LOOP by Jennifer J. Camp is a devotional that I LOVE! I love it so much that I wish I could pass it out to all of you like candy but who do you think I am? Oprah? You will have to get your own. Seriously though, I read this almost every morning and I think you will love it as much as I do.
SCARY CLOSE by Donald Miller. I read this in February right after it was released and I regret not telling you about it sooner. It is good. I am obsessed with everyone’s story and Don (that is what I call him because I have known him since way back when he wrote BLUE LIKE JAZZ and I have met him NEVER but that is beside the point) opens up about his past relationships, learning to be himself and loving Betsy. I was a wreck by the end of the book because of all of the things that he said about love and relationships.
He says stuff like:
“How can we be loved if we are always hiding?”
“Sometimes the story we are telling isn’t half as endearing as the one that lives inside us.”
“What if part of God’s message to the world was you? The true and real you?”
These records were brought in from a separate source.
//! # Etude Core
//!
//! Audio-free core of the etude practice engine: the data model, the beat
//! clock state machine, the note matcher and the aggregate scorer. Everything
//! here is pure and deterministic - no threads, no device handles, no clock
//! reads - so the scoring pipeline can be driven identically from the
//! real-time session and from recorded replays.
//!
//! ## Features
//!
//! - **serde**: JSON (de)serialization for exercises, events and scores
//!
//! ## Example
//!
//! ```ignore
//! use etude_core::scorer::score_attempt;
//!
//! let result = score_attempt(&exercise, epoch_ms, &recorded_events, None);
//! println!("{} ({} stars)", result.overall, result.stars);
//! ```

pub mod clock;
pub mod matcher;
pub mod scorer;
pub mod types;

// Re-export commonly used types
pub use clock::{BeatClock, ClockError, ClockState};
pub use matcher::{timing_score, NoteMatcher};
pub use scorer::{score, score_attempt};
pub use types::{
    pitch_name, pitch_to_frequency, AdsrParams, AttemptScore, BackendPreference, CompletionPolicy,
    EngineConfig, Exercise, ExpectedNote, Hand, InputSource, NoteEventKind, NoteJudgment,
    PlayedNoteEvent, ScoreBreakdown, ScoringConfig, TimeSignature,
};
//! Note matcher: assigns played events to expected notes
//!
//! Consumes the attempt's timestamped event stream and reconciles it against
//! the exercise's ordered reference notes. Each played on-event is assigned
//! to at most one expected note (nearest-in-time among unmatched notes of the
//! same pitch, within a bounded window) or recorded as an extra note;
//! unmatched expected notes become missed judgments at finalization.
//!
//! The matcher is deterministic: no clock reads, no randomness. Replaying the
//! same event log against the same exercise and epoch reproduces the same
//! judgments exactly.

use std::collections::{HashMap, VecDeque};

use crate::types::{
    Exercise, ExpectedNote, InputSource, NoteEventKind, NoteJudgment, PlayedNoteEvent,
    ScoringConfig,
};

/// Score a timing offset against the perfect/good windows
///
/// - within `tolerance` -> 100
/// - `tolerance..=grace` -> linear from 100 down to 70
/// - `grace..=2*grace` -> exponential decay `70 * e^(-(offset-grace)/grace)`
/// - beyond `2*grace` -> 0 (such events are not match candidates anyway)
///
/// Monotonically non-increasing in `|offset_ms|`.
pub fn timing_score(offset_ms: f64, tolerance_ms: f64, grace_ms: f64) -> f64 {
    let offset = offset_ms.abs();
    if offset <= tolerance_ms {
        100.0
    } else if offset <= grace_ms {
        let span = grace_ms - tolerance_ms;
        if span <= 0.0 {
            70.0
        } else {
            100.0 - 30.0 * (offset - tolerance_ms) / span
        }
    } else if offset <= 2.0 * grace_ms {
        70.0 * (-(offset - grace_ms) / grace_ms).exp()
    } else {
        0.0
    }
}

/// Per-attempt matcher state
pub struct NoteMatcher {
    ms_per_beat: f64,
    config: ScoringConfig,
    expected: Vec<ExpectedNote>,
    matched: Vec<bool>,
    /// Wall-clock ms of beat 0; set when the clock enters Playing and again
    /// after every resume (the epoch shifts with the rebased t0)
    epoch_ms: f64,
    /// Append-only per-attempt event log
    events: Vec<PlayedNoteEvent>,
    judgments: Vec<NoteJudgment>,
    /// Judgment indices with no off-event yet, FIFO per pitch so overlapping
    /// same-pitch presses resolve in press order
    open_by_pitch: HashMap<u8, VecDeque<usize>>,
    on_event_count: usize,
    finalized: bool,
}

impl NoteMatcher {
    pub fn new(exercise: &Exercise) -> Self {
        Self {
            ms_per_beat: exercise.ms_per_beat(),
            config: exercise.scoring.clone(),
            expected: exercise.notes.clone(),
            matched: vec![false; exercise.notes.len()],
            epoch_ms: 0.0,
            events: Vec::new(),
            judgments: Vec::new(),
            open_by_pitch: HashMap::new(),
            on_event_count: 0,
            finalized: false,
        }
    }

    /// Set the wall-clock ms corresponding to beat 0
    pub fn set_epoch(&mut self, epoch_ms: f64) {
        self.epoch_ms = epoch_ms;
    }

    /// Number of on-events consumed so far (drives early-exit completion)
    pub fn on_event_count(&self) -> usize {
        self.on_event_count
    }

    /// The append-only event log, including any synthesized off-events
    pub fn events(&self) -> &[PlayedNoteEvent] {
        &self.events
    }

    pub fn judgments(&self) -> &[NoteJudgment] {
        &self.judgments
    }

    pub fn is_finalized(&self) -> bool {
        self.finalized
    }

    /// Event timestamp relative to beat 0, with touch latency compensated
    fn adjusted_ms(&self, event: &PlayedNoteEvent) -> f64 {
        let compensation = match event.source {
            InputSource::Touch => self.config.touch_latency_ms,
            InputSource::Controller => 0.0,
        };
        event.timestamp_ms - self.epoch_ms - compensation
    }

    /// Consume one played event
    pub fn on_event(&mut self, event: PlayedNoteEvent) {
        if self.finalized {
            return;
        }
        match event.kind {
            NoteEventKind::On => self.on_note_on(event),
            NoteEventKind::Off => self.on_note_off(event),
        }
    }

    fn on_note_on(&mut self, event: PlayedNoteEvent) {
        let adjusted = self.adjusted_ms(&event);
        let pitch = event.pitch;
        let event_index = self.events.len();
        self.events.push(event);
        self.on_event_count += 1;

        // Nearest unmatched expected note of the same pitch, bounded to
        // 2x grace so a stray press can never match across the whole piece.
        // Ties go to the earlier note, which keeps assignment deterministic
        // for simultaneous same-pitch chord notes.
        let window = 2.0 * self.config.grace_ms;
        let mut best: Option<(usize, f64)> = None;
        for (i, note) in self.expected.iter().enumerate() {
            if self.matched[i] || note.pitch != pitch {
                continue;
            }
            let offset = adjusted - note.start_beat * self.ms_per_beat;
            if offset.abs() > window {
                continue;
            }
            match best {
                Some((_, best_offset)) if offset.abs() >= best_offset.abs() => {}
                _ => best = Some((i, offset)),
            }
        }

        let judgment_index = self.judgments.len();
        match best {
            Some((i, offset)) => {
                self.matched[i] = true;
                let score = timing_score(offset, self.config.tolerance_ms, self.config.grace_ms);
                self.judgments
                    .push(NoteJudgment::matched(i, event_index, pitch, offset, score));
            }
            None => {
                self.judgments.push(NoteJudgment::extra(event_index, pitch));
            }
        }
        self.open_by_pitch
            .entry(pitch)
            .or_default()
            .push_back(judgment_index);
    }

    fn on_note_off(&mut self, event: PlayedNoteEvent) {
        let off_ms = event.timestamp_ms;
        let pitch = event.pitch;
        self.events.push(event);

        let open = match self.open_by_pitch.get_mut(&pitch) {
            Some(queue) => queue.pop_front(),
            None => None,
        };
        // An off-event with no open judgment (e.g. the press predated the
        // attempt) is logged but backfills nothing.
        if let Some(judgment_index) = open {
            let judgment = &mut self.judgments[judgment_index];
            if let Some(on_index) = judgment.played {
                let duration = (off_ms - self.events[on_index].timestamp_ms).max(0.0);
                judgment.duration_ms = Some(duration);
                self.events[on_index].duration_ms = Some(duration);
            }
        }
    }

    /// Close every still-open note by synthesizing its off-event at `now_ms`
    ///
    /// The synthesized events go through the normal log, so replaying the
    /// recorded event list reproduces the exact same durations.
    pub fn close_open_durations(&mut self, now_ms: f64) {
        if self.finalized {
            return;
        }
        let mut open_pitches: Vec<u8> = self
            .open_by_pitch
            .iter()
            .filter(|(_, queue)| !queue.is_empty())
            .map(|(&pitch, _)| pitch)
            .collect();
        // Fixed order keeps the recorded log identical from run to run
        open_pitches.sort_unstable();
        for pitch in open_pitches {
            while self
                .open_by_pitch
                .get(&pitch)
                .map(|q| !q.is_empty())
                .unwrap_or(false)
            {
                // Source is irrelevant for off-events; Controller is neutral
                self.on_note_off(PlayedNoteEvent::off(pitch, now_ms, InputSource::Controller));
            }
        }
    }

    /// Convert every never-matched expected note into a missed judgment
    pub fn finalize(&mut self) {
        if self.finalized {
            return;
        }
        for (i, note) in self.expected.iter().enumerate() {
            if !self.matched[i] {
                self.judgments.push(NoteJudgment::missed(i, note.pitch));
            }
        }
        self.finalized = true;
    }
}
and “Children learn what’s worth living for and what’s worth dying for by the stories they watch us live.”
He said all of these things and it hurt so good!
DARING GREATLY by Brené Brown, Ph.D., LMSW. Brené brought me to tears more than once as I read through and processed all of her research on shame and vulnerability. I also went to YouTube and watched several of her TEDx talks because I could not get over how big a role I had allowed shame to play in my life and in my relationships. I had to conquer it.
Brené says crazy brave things like:
“Vulnerability is the core of all emotions and feelings. To feel is to be vulnerable. To believe vulnerability is weakness is to believe that feeling is weakness. To foreclose on our emotional life out of fear that the costs will be too high is to walk away from the very thing that gives purpose and meaning to living.”
“Vulnerability sounds like truth and feels like courage. Truth and courage aren’t always comfortable, but they’re never weakness.”
I underlined so much of this book and even included her definition of shame in my own book: “Shame is the intensely painful feeling or experience of believing that we are flawed and therefore unworthy of love and belonging.”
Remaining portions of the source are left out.